First Among Equals: PhD Program marks its First Graduate

October 14, 2018
Linda Livingstone

In August of 2018, Savanah Landerholm became the first graduate of the School of Education's PhD in Higher Education Studies & Leadership (HESL).

"I thought I might be the last, after two pregnancies and one birth," she said. "But it ended up benefitting me, because I had to manage my time well and have clear boundaries."

Landerholm was part of the initial cohort of three PhD students in the Department of Educational Leadership, starting in August of 2014.

"Because we were a new program, the professors were very intentional to seek our feedback and work alongside us," she said. "We would call ourselves 'guinea pigs,' and the professors would say 'pioneers.' And I do feel like we have forged a path for a valuable program."

A total of 15 students are currently enrolled in the PhD program.

"It's an intentionally small program," said Dr. Nathan Alleman, associate professor, who teaches several courses in the sequence. All the students are full time and fully funded; we want them to have an immersive educational experience.

Program director Dr. Perry Glanzer, professor of educational foundations, said the Baylor PhD is unique. There is no other program in the nation that does what we do,' he said. "We are a residential PhD program at a Christian university whose focus is preparing Christian educational leaders for both secular and Christian contexts.

Glanzer said that the Baylor program focuses on the "moral and ethical questions" in higher-education leadership. "We are unique in that aspect," he said. "Other programs emphasize number crunching and statistics, and we do that as well. But we focus on the philosophy, ethics, sociology, policy and politics also. It's higher education through the lens of the liberal arts."

The funding for each PhD student includes a 20-hour per week apprenticeship, giving them practical experience alongside their academic efforts. Students work in Baylor departments such as University Libraries, Student Affairs, the Graduate School, the Title IX Office, the School of Education, and Student Success. The program also has partnerships for apprenticeships with the University of Mary Hardin Baylor, McLennan Community College, and Texas State Technical College. Most students also take advantage of the many teaching opportunities.

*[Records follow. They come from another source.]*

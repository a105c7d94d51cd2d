//! CLI help output specs

use crate::prelude::*;

#[test]
fn yajn_no_args_shows_usage_and_exits_zero() {
    cli().passes().stdout_has("Usage:");
}

#[test]
fn yajn_help_lists_commands() {
    cli()
        .args(&["--help"])
        .passes()
        .stdout_has("add")
        .stdout_has("remove")
        .stdout_has("refresh")
        .stdout_has("options");
}

#[test]
fn yajn_add_help_shows_flags() {
    cli().args(&["add", "--help"]).passes().stdout_has("--page").stdout_has("--no-refresh");
}

#[test]
fn yajn_version_shows_version() {
    cli().args(&["--version"]).passes().stdout_has("0.2");
}

#[test]
fn unknown_command_is_a_usage_error() {
    cli().args(&["frobnicate"]).fails().code(EXIT_USAGE);
}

"About 75 percent of students hope to go into higher-education administration, and about 25 percent are interested in tenure-track faculty roles," Glanzer said.

The program is attracting high-quality students. In the last two years, two entering students have been awarded as Presidential Scholars by the Graduate School, earning them extra funding. "It's a reflection of the competitiveness of the students," Alleman said.

This year, first-year student Zach Mills earned the highly competitive award based on academic merit and overall achievement. Mills said he looked at a number of PhD programs but only applied at Baylor. "I knew Baylor's program was the only one that could offer a university that is committedly Christian and also a high research institution," he said.

Mills worked for several years in student life programs for the Council for Christian Colleges and Universities in Washington, D.C., and said he wanted to pursue a PhD because leaders in higher education administration hit a professional ceiling without it. Having earned a bachelor's degree at a small Christian college and a master's degree at a large state university, he wanted to study Christian higher education specifically. "Here, I can hone my skills — like in any program — but the professors also understand the context," he said. "And I appreciate the community here — the holistic care for people and the faith commitment."

Students are also attracted because the program encourages them to find their own research interests, rather than tagging along with the established research agenda of a faculty member, Alleman said. He and student Cara Cliburn Allen developed an interest in food insecurity on college campuses. In addition to scholarly publications, their work led to the establishment of the Baylor Free Farmers Market and other resources for Baylor students.

During the summer, Glanzer worked with students to develop a research article based on interviews with Christians serving as student-life vice presidents at universities. "The students will be the first authors on it," Glanzer said. "Rarely do graduate students get this kind of mentorship outside of the dissertation."

Alleman worked with Landerholm in developing her dissertation topic about women leaders. She interviewed 41 women who were senior university leaders across defined institutional cultural types. Landerholm said her own experience of starting a family while working in higher education sparked an interest in women leaders. "I'm the only student in the program who is a woman with children," she said. "I realized how much I was affected by it even at the small scale as a student." Landerholm was expecting her second child when she graduated in August.

Alleman said, "There's been some interest in women presidents, but less analysis of women in other leadership roles and how structures or cultures affect their leadership. That was a unique way to look at it that gave her a voice, and she made a real contribution to the field."